Biomechanics of the patellofemoral joint and its clinical relevance.

An analysis of the patellofemoral joint based on experimental determinations of pressure distributions on the patellar cartilage and vectorial calculations is presented. The extension torque of all quadriceps muscles is similar. The force transmitted to the patella by the retinacula is small in all knee positions. Because the rigid patella has its own lever arms and tendon insertions at different heights, the forces on patellar and quadriceps tendons are unequal. The small patellar contact areas change according to flexion and are dependent on quadriceps force. Retropatellar pressure is thereby limited and becomes independent of flexion angle. By virtue of the direct force transmission of the quadriceps tendon to the femur, the increase in the retropatellar force is strongly limited beyond 70 degrees. The lateral-to-medial ratio of contact areas, pressing forces, cartilage areas, and bone mass is always 1.6:1, whereas the mean pressure is the same on both facets.
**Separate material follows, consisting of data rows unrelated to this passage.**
//! HTTP route handlers.

pub mod geofences;
pub mod geofications;
pub mod health;
pub mod logs;
pub mod settings;
pub mod transitions;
The osseous form of the patella does not allow identification of dysplasia because cartilage compensates for apparent incongruence, especially about the medial ridge. This permits the rigid patella to adapt itself to very different abutments. Its individual form results from functional adaptation and does not explain chondromalacia. The ventralization of the tibial tuberosity does not alter retropatellar loading. The mediodistal transfer results in a high increase of pressure on both facets.